Everyone focuses on the importance of planned giving from a financial perspective. When in fact, it’s about legitimacy, trust, credibility and “friendraising.” If you have these, the money will follow.
The Boring Question and Boring Answer
“Why does your organization need a planned giving program? Is planned giving important?”
Most marketing communications over-use (over-abuse) this answer: Planned giving is invaluable to an establishment’s financial health… blah, blah … largest inter-generational wealth transfer … blah, blah … over $30 trillion will pass from Baby Boomers … blah, blah. Enough already.
Okay. We Get That.
The truth is that if your organization doesn’t have a planned giving program, your donors and prospects will clearly see that you’re not planning for the future. Which means you’re clearly planning to fail. And this is why you, and your organization, will not be taken seriously.
You, and your organization, are not taken seriously if you do not have a planned giving system in place.

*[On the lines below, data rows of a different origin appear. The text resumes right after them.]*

use crate::store::SessionStore;
use async_trait::async_trait;
use chrono::Utc;
use kvsession_core::{SessionData, SessionError, SessionResult};
use serde::{Deserialize, Serialize};
use std::path::{Path, PathBuf};
use std::sync::atomic::{AtomicU64, Ordering};
use tracing::{debug, warn};

/// Distinguishes concurrent temp files written for the same id.
static TEMP_SEQ: AtomicU64 = AtomicU64::new(0);

/// On-disk layout of one session file.
#[derive(Debug, Serialize, Deserialize)]
struct DiskRecord {
    data: SessionData,
    /// Unix seconds after which the record is stale; `0` never expires.
    expires_at: i64,
}

/// File-based session store: one JSON file per session id.
///
/// Expiry is enforced lazily: a stale file is deleted when it is read.
/// A write lands in a temp file under `root` that is then renamed over the
/// session file, so a reader sees either the old record or the new one.
/// Writes are best-effort; an I/O failure while writing is logged and
/// otherwise ignored, so a successful `store` does not guarantee durability.
pub struct DiskStore {
    root: PathBuf,
}

impl DiskStore {
    /// Creates the store, making `root` if it does not exist yet.
    pub fn new(root: impl Into<PathBuf>) -> SessionResult<Self> {
        let root = root.into();
        std::fs::create_dir_all(&root).map_err(|e| {
            SessionError::BackendUnavailable(format!(
                "Failed to create session dir {}: {e}",
                root.display()
            ))
        })?;
        Ok(Self { root })
    }

    /// Directory holding the session files.
    pub fn root(&self) -> &Path {
        &self.root
    }

    fn session_path(&self, id: &str) -> SessionResult<PathBuf> {
        if id.is_empty()
            || id == "."
            || id == ".."
            || id.contains(std::path::MAIN_SEPARATOR)
            || id.contains('/')
        {
            return Err(SessionError::InvalidSessionId(id.to_string()));
        }
        Ok(self.root.join(id))
    }

    /// Writes `bytes` next to `path` and renames the result into place.
    async fn replace_file(&self, id: &str, path: &Path, bytes: &[u8]) -> std::io::Result<()> {
        let seq = TEMP_SEQ.fetch_add(1, Ordering::Relaxed);
        let tmp = self
            .root
            .join(format!(".{id}.{}.{seq}.tmp", std::process::id()));
        let result = match tokio::fs::write(&tmp, bytes).await {
            Ok(()) => tokio::fs::rename(&tmp, path).await,
            Err(e) => Err(e),
        };
        if result.is_err() {
            Self::remove_file(&tmp).await;
        }
        result
    }

    async fn remove_file(path: &Path) {
        match tokio::fs::remove_file(path).await {
            Ok(()) => {}
            Err(e) if e.kind() == std::io::ErrorKind::NotFound => {}
            Err(e) => warn!(path = %path.display(), error = %e, "Failed to remove session file"),
        }
    }
}

#[async_trait]
impl SessionStore for DiskStore {
    fn name(&self) -> &str {
        "disk"
    }

    async fn store(&self, id: &str, payload: &SessionData, expire_secs: u64) -> SessionResult<()> {
        let path = self.session_path(id)?;
        if payload.is_empty() {
            Self::remove_file(&path).await;
            return Ok(());
        }

        let expires_at = if expire_secs == 0 {
            0
        } else {
            Utc::now()
                .timestamp()
                .saturating_add(i64::try_from(expire_secs).unwrap_or(i64::MAX))
        };
        let record = DiskRecord {
            data: payload.clone(),
            expires_at,
        };
        let json = serde_json::to_vec(&record)
            .map_err(|e| SessionError::CorruptSessionData(format!("Failed to encode session: {e}")))?;

        if let Err(e) = self.replace_file(id, &path, &json).await {
            warn!(session_id = %id, error = %e, "Failed to write session file");
        } else {
            debug!(session_id = %id, expires_at, "Stored session file");
        }
        Ok(())
    }

    async fn retrieve(&self, id: &str) -> SessionResult<SessionData> {
        let path = self.session_path(id)?;
        let bytes = match tokio::fs::read(&path).await {
            Ok(bytes) => bytes,
            Err(e) if e.kind() == std::io::ErrorKind::NotFound => return Ok(SessionData::new()),
            Err(e) => return Err(e.into()),
        };
        let record: DiskRecord = serde_json::from_slice(&bytes).map_err(|e| {
            SessionError::CorruptSessionData(format!("Failed to parse session file {id}: {e}"))
        })?;

        if record.expires_at > 0 && record.expires_at < Utc::now().timestamp() {
            debug!(session_id = %id, "Session file expired");
            Self::remove_file(&path).await;
            return Ok(SessionData::new());
        }
        Ok(record.data)
    }
}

Even a small one.
Donors Notice. And Look Elsewhere.
So if the importance of planned giving is not about money, what is planned giving about?
CREATING A SIGN OF LEGITIMACY (AND TRUST)
Planned giving is a hallmark of legitimate, prestigious organizations that are serious about long-term goals. Donors want to ensure their money goes to a successful nonprofit. They want to make sure “you will be there” in good times and bad. The savviest donors are well aware of planned giving options — and they’ll check them out before supporting a cause. If you don’t have a planned giving program, you’re losing prospects. Why? You’re not taken seriously. Period.
SPICING UP FUNDING BY PROVIDING VARIETY
Trust is built by considering the diverse needs of many. No two donors are alike. A program that’s a perfect match for one might not work for another. Organizations with versatile planned giving options get more gifts from a wider variety of donors. More donors = more funding …
GETTING THOSE BIGGER GIFTS
Only 5 percent of the nation’s wealth is in liquid assets. The rest is where planned giving comes into play: retirement plans, real estate — even collectibles. Planned gifts are usually a donor’s largest gift to an organization. Are you happy just receiving one-time gifts of $5, $10, or $200? Then you’re in the wrong business.
MAKING IT EASY TO GIVE AND RECEIVE
People will appreciate you more, because it shows you care. It’s not rocket science. Planned gifts are easy to market, easy to give, and easy to receive. Especially beneficiary designations.
CREATING ACCESSIBILITY TO ALL
The majority of people aren’t wealthy. Studies have found most gifts come from poor and middle-class donors. A donor may not be able to contribute anything right now, but through planned giving can offer a large amount in the future. Again, this shows you care.
Fundraising is about relationships, and relationships are built on trust. A planned giving program helps establish that trust — and helps fundraisers cultivate more opportunities for giving. Just like businesses, charities are built on repeat “customers.”
Donors don’t give just to help a cause — they give because it makes them feel good. Planned giving is a way for anyone to leave a legacy (i.e., feeling good), and that appeals to almost all potential donors — whether they get a hospital wing named in their honor or make it into a nonprofit’s newsletter.
And making people feel good is a major part of friendraising.